## About this task
Report back each line of the data that contains the word "PIEZA".

##### Data in this exercise #####

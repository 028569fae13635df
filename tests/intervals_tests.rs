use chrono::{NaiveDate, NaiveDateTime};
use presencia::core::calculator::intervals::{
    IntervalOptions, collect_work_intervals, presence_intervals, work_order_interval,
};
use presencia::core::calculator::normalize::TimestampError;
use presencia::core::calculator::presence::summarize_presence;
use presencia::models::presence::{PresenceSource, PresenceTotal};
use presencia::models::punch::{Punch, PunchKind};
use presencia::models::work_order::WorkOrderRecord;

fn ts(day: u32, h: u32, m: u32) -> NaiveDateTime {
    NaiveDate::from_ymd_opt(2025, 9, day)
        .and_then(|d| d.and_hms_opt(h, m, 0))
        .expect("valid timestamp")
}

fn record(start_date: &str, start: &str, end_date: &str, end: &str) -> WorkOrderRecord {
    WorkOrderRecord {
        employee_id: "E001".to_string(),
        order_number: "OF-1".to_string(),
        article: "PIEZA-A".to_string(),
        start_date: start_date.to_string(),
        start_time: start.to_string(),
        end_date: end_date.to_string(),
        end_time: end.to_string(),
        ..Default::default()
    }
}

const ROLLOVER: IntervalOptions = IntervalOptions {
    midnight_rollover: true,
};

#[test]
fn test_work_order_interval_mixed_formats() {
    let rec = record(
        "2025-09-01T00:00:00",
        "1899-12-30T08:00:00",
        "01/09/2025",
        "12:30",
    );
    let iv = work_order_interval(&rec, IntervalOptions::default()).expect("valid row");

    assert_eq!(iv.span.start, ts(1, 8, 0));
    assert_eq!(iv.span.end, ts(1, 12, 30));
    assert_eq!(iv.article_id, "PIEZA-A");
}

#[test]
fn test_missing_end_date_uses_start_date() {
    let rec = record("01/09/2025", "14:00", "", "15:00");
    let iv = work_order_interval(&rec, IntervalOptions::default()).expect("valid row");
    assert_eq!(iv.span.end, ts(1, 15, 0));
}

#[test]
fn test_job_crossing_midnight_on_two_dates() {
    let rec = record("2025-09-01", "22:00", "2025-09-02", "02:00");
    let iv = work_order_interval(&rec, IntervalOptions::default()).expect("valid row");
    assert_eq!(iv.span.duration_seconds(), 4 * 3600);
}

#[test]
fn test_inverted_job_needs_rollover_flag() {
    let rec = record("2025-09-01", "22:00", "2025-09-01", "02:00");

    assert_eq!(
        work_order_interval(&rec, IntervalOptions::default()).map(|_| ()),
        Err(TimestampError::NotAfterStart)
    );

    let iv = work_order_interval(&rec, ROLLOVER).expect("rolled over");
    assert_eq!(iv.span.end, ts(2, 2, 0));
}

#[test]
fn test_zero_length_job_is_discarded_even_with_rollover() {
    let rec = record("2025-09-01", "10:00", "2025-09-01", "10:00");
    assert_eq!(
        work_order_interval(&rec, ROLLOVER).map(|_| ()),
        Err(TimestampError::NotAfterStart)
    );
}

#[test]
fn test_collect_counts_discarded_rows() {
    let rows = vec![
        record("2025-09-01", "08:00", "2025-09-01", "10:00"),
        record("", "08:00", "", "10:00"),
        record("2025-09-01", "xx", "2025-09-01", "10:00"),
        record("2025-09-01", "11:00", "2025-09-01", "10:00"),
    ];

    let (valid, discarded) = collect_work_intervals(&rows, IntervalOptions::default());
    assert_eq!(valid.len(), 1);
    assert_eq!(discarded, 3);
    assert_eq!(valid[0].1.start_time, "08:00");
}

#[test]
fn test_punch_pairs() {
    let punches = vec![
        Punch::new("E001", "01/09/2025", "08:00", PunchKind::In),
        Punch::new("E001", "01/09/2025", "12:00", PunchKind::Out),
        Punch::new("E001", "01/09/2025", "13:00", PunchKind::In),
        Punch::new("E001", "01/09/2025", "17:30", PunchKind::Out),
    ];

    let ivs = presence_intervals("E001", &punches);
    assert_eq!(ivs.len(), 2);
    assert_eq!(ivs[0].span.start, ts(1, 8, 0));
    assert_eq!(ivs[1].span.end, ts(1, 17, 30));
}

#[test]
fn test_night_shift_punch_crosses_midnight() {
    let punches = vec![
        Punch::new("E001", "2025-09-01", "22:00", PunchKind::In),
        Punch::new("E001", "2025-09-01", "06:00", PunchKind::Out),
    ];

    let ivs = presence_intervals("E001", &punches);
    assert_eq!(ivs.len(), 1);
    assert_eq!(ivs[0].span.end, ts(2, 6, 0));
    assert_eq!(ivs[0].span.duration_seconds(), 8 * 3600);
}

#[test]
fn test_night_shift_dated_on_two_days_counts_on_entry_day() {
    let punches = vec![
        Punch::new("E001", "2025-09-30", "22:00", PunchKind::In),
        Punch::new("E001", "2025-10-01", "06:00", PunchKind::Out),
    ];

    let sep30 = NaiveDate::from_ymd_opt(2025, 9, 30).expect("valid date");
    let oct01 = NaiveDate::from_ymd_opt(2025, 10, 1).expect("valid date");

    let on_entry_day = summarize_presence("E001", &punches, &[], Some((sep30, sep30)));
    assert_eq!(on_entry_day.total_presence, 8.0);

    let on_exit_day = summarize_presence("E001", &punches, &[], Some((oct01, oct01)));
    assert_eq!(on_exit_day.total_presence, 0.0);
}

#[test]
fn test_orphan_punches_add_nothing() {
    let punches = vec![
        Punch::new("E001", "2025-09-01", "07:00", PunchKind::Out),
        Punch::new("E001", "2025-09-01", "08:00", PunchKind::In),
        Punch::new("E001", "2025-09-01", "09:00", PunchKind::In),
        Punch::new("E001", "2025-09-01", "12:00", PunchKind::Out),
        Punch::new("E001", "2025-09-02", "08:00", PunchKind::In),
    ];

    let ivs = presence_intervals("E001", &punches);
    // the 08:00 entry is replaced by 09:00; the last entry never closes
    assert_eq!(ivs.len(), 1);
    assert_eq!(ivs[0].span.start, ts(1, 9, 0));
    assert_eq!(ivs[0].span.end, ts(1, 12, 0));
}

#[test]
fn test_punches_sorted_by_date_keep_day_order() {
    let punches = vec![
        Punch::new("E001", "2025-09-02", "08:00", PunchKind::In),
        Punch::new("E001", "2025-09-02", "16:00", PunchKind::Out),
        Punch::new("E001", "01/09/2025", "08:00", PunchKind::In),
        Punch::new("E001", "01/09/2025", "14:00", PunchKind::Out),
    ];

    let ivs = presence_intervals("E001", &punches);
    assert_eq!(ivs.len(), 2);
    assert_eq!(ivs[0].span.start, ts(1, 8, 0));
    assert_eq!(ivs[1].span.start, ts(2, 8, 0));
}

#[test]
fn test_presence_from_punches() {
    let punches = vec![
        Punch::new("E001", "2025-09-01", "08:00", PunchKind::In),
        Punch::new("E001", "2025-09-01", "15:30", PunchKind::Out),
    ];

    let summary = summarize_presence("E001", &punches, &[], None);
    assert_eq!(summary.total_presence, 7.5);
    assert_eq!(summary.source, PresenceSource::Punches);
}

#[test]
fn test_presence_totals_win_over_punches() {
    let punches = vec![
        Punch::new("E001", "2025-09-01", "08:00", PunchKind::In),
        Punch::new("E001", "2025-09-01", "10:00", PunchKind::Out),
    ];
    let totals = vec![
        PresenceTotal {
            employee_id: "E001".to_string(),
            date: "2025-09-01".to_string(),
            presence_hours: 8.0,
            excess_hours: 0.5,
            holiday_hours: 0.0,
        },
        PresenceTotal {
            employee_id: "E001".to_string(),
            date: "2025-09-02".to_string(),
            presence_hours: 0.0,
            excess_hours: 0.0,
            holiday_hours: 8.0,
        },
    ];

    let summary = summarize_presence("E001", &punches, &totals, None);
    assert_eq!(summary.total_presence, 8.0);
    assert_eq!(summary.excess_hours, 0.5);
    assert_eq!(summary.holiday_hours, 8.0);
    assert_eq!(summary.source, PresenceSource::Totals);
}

#####
##### Data in this exercise #####

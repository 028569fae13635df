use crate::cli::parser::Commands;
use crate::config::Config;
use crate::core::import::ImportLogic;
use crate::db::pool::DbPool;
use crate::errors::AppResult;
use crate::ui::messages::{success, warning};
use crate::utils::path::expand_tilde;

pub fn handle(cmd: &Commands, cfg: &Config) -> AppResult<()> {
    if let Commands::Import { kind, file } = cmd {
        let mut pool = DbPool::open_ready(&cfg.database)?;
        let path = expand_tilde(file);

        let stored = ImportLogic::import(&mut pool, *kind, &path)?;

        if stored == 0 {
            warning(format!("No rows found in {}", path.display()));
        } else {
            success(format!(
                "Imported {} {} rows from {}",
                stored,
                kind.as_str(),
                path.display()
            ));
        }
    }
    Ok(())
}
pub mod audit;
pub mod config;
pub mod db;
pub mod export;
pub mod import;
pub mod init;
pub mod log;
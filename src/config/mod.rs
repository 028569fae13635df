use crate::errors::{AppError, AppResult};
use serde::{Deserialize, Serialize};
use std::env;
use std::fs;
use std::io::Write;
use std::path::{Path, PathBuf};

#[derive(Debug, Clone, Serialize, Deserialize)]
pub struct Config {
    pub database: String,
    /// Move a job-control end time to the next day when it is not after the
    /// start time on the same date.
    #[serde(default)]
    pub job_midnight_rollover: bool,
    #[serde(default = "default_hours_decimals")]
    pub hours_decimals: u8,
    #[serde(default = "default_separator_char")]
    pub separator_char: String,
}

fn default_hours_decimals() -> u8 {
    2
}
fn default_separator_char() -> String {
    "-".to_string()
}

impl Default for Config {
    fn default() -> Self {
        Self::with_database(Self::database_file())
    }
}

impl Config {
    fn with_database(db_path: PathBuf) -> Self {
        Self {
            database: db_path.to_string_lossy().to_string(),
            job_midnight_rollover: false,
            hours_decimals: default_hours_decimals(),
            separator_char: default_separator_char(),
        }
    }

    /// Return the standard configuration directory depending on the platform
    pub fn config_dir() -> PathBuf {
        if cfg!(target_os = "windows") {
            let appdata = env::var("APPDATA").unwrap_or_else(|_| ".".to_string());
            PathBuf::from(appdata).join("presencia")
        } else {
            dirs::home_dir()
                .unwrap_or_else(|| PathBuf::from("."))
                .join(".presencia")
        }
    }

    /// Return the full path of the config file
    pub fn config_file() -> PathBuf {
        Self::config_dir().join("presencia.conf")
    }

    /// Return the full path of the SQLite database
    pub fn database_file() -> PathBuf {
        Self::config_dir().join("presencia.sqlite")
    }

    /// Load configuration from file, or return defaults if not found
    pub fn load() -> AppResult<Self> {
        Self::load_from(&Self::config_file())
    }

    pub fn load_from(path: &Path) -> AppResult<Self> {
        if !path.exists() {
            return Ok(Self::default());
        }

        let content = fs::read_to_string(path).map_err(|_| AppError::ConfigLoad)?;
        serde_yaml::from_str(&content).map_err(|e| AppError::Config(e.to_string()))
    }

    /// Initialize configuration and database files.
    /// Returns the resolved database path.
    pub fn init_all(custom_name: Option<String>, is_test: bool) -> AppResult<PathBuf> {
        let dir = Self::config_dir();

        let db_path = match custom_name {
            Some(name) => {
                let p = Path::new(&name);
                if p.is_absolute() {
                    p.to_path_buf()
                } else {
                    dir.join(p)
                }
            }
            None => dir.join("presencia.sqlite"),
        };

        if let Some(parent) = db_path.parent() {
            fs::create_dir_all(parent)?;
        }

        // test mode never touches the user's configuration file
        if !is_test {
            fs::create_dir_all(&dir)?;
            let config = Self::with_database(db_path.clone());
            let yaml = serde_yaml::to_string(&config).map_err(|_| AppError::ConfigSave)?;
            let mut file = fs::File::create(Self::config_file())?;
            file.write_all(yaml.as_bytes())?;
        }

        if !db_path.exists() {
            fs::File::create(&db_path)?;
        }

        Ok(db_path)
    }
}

#####

## Written solution
        article: "PIEZA-A".to_string(),
    assert_eq!(iv.article_id, "PIEZA-A");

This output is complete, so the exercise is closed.